Что касается лекарств, то со снабжением были перебои. И было обидно, что гораздо лучшие препараты есть у душманов. Порой после удачных боевых операций в наше распоряжение поступали отличные медикаменты, одноразовые пластиковые системы для переливания крови. Не хватало хирургического инструмента, даже гипса для иммобилизации конечностей.

Большие проблемы были с электроснабжением. И отсутствие постоянной электроэнергии не позволяло, например, использовать холодильники для хранения крови. Переливание крови осуществляли сразу же после забора крови от доноров. Все военнослужащие из ограниченного контингента подвергались определению группы крови и резус-фактора. Многие из них делали татуировки с изображением группы крови и резус-фактора на наружной поверхности левого плеча.

Я к чему это все рассказываю: на оказание медицинской помощи в зоне боевых действий лучше не посылать врачей с «гражданки». Нужны специально обученные военные врачи. Благо при локальных вооруженных конфликтах военных врачей должно хватать. И поэтому так важно продолжать готовить именно военных врачей, а не разрушать созданную веками систему их подготовки.

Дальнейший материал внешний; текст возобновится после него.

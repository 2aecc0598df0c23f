//! Settings data types

use chrono::{DateTime, Utc};
use serde::{Deserialize, Serialize};
use sqlx::FromRow;
use uuid::Uuid;

use crate::error::{Error, Result};

/// Global system settings (singleton row, id = 1)
#[derive(Debug, Clone, Serialize, Deserialize, FromRow)]
pub struct SystemSettings {
    pub id: i32,
    pub live_preview_fps: f64,
    pub live_preview_jpeg_quality: i32,
    pub live_preview_max_width: i32,
    pub orientation_offset_deg: f64,
    pub updated_at: DateTime<Utc>,
}

impl Default for SystemSettings {
    fn default() -> Self {
        Self {
            id: 1,
            live_preview_fps: 6.0,
            live_preview_jpeg_quality: 65,
            live_preview_max_width: 960,
            orientation_offset_deg: 0.0,
            updated_at: Utc::now(),
        }
    }
}

/// Settings update request (absent fields keep their current value)
#[derive(Debug, Clone, Serialize, Deserialize, Default)]
pub struct UpdateSettingsRequest {
    pub live_preview_fps: Option<f64>,
    pub live_preview_jpeg_quality: Option<i32>,
    pub live_preview_max_width: Option<i32>,
    pub orientation_offset_deg: Option<f64>,
    /// Restart active workers so they pick up the new throttle parameters
    #[serde(default)]
    pub restart_workers: bool,
}

/// Per-stream restart failure reported back to the caller
#[derive(Debug, Clone, Serialize, Deserialize)]
pub struct RestartFailure {
    pub stream_id: Uuid,
    pub error: String,
}

/// Settings update response with restart outcome
#[derive(Debug, Clone, Serialize, Deserialize)]
pub struct SettingsUpdateReport {
    #[serde(flatten)]
    pub settings: SystemSettings,
    pub workers_restarted: u32,
    pub restart_errors: Vec<RestartFailure>,
}

/// Validate and merge an update into the current settings
pub fn apply_settings_update(
    current: &SystemSettings,
    req: &UpdateSettingsRequest,
) -> Result<SystemSettings> {
    let mut next = current.clone();
    if let Some(fps) = req.live_preview_fps {
        if !(0.5..=30.0).contains(&fps) {
            return Err(Error::Validation(format!(
                "live_preview_fps must be within [0.5, 30], got {}",
                fps
            )));
        }
        next.live_preview_fps = fps;
    }
    if let Some(quality) = req.live_preview_jpeg_quality {
        if !(30..=95).contains(&quality) {
            return Err(Error::Validation(format!(
                "live_preview_jpeg_quality must be within [30, 95], got {}",
                quality
            )));
        }
        next.live_preview_jpeg_quality = quality;
    }
    if let Some(width) = req.live_preview_max_width {
        if width < 0 {
            return Err(Error::Validation(
                "live_preview_max_width must not be negative (0 disables resize)".to_string(),
            ));
        }
        next.live_preview_max_width = width;
    }
    if let Some(offset) = req.orientation_offset_deg {
        if !(-360.0..=360.0).contains(&offset) {
            return Err(Error::Validation(format!(
                "orientation_offset_deg must be within [-360, 360], got {}",
                offset
            )));
        }
        next.orientation_offset_deg = offset;
    }
    Ok(next)
}

#[cfg(test)]
mod tests {
    use super::*;

    #[test]
    fn test_apply_update_merges_only_present_fields() {
        let current = SystemSettings::default();
        let req = UpdateSettingsRequest {
            live_preview_fps: Some(2.0),
            ..Default::default()
        };
        let next = apply_settings_update(&current, &req).unwrap();
        assert!((next.live_preview_fps - 2.0).abs() < f64::EPSILON);
        assert_eq!(next.live_preview_jpeg_quality, 65);
        assert_eq!(next.live_preview_max_width, 960);
    }

    #[test]
    fn test_fps_out_of_range_rejected() {
        let current = SystemSettings::default();
        for fps in [0.4, 30.1, -1.0] {
            let req = UpdateSettingsRequest {
                live_preview_fps: Some(fps),
                ..Default::default()
            };
            assert!(apply_settings_update(&current, &req).is_err());
        }
    }

    #[test]
    fn test_zero_width_disables_resize() {
        let current = SystemSettings::default();
        let req = UpdateSettingsRequest {
            live_preview_max_width: Some(0),
            ..Default::default()
        };
        assert_eq!(
            apply_settings_update(&current, &req)
                .unwrap()
                .live_preview_max_width,
            0
        );
    }
}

И еще одно: военная травма — более сложная, чем на «гражданке». Такого ужаса, как на войне, ни в одной городской больнице не увидишь.

— Вы помните своих пациентов из Афганистана?
— Всех, конечно, нет. Я тут подсчитал: за свою хирургическую жизнь выполнил порядка 4 тысяч сложных операций. Но некоторых, конечно, помню. С некоторыми до сих пор общаемся. Среди моих «афганских пациентов» были, например, и ныне очень известные государственные деятели. Настоящие герои, я вам скажу. Тяжелейшие множественные ранения, тела буквально испещрены осколками. До сих пор еще некоторые осколки не извлечены.

Ранения у солдат были тяжелейшие, порой калечащие. И здесь важно не только спасти жизнь, но и дать шанс на вполне приемлемую жизнь в будущем. Конечно, с ребятами затем работали психологи. Но как потом некоторых покалеченных ребят встретили на «гражданке» — это отдельный разговор. Потому и удивляться нечему, что кто-то пошел в криминал. Беспредел там — беспредел здесь.

Кто-то спился. Даже среди очень способных врачей нашлись жертвы «зеленого змия». И вообще водка была «разменной монетой». За водку у гражданского мирного населения что-то выменивали — хоть в Афганистане, хоть в Советском Союзе. Один из наших медиков выменял в Ашхабаде у летчиков настоящий трап для самолета «Ил-18», которого нам очень не хватало при эвакуации раненых.

Я сам во время работы в Афганистане приобрел вредную привычку, от которой до сих пор не избавлюсь. Не курил я до Афгана, а там закурил. Военная обстановка этому способствует. Страха особого и не испытываешь — работаешь как положено, а в подсознании все равно понимаешь: что случится с тобой завтра — неизвестно, и военные врачи в Афгане и других горячих точках погибали! Не зря в сквере на Боткинской улице памятник павшим в боях медикам поставлен. Кстати, если академия переедет в Горскую, памятник что — будет при офисах и элитном жилье стоять?

…Уходя из ВМедА, не удержалась, взяла пару яблок с тех знаменитых яблонь. Молва права: вкусные.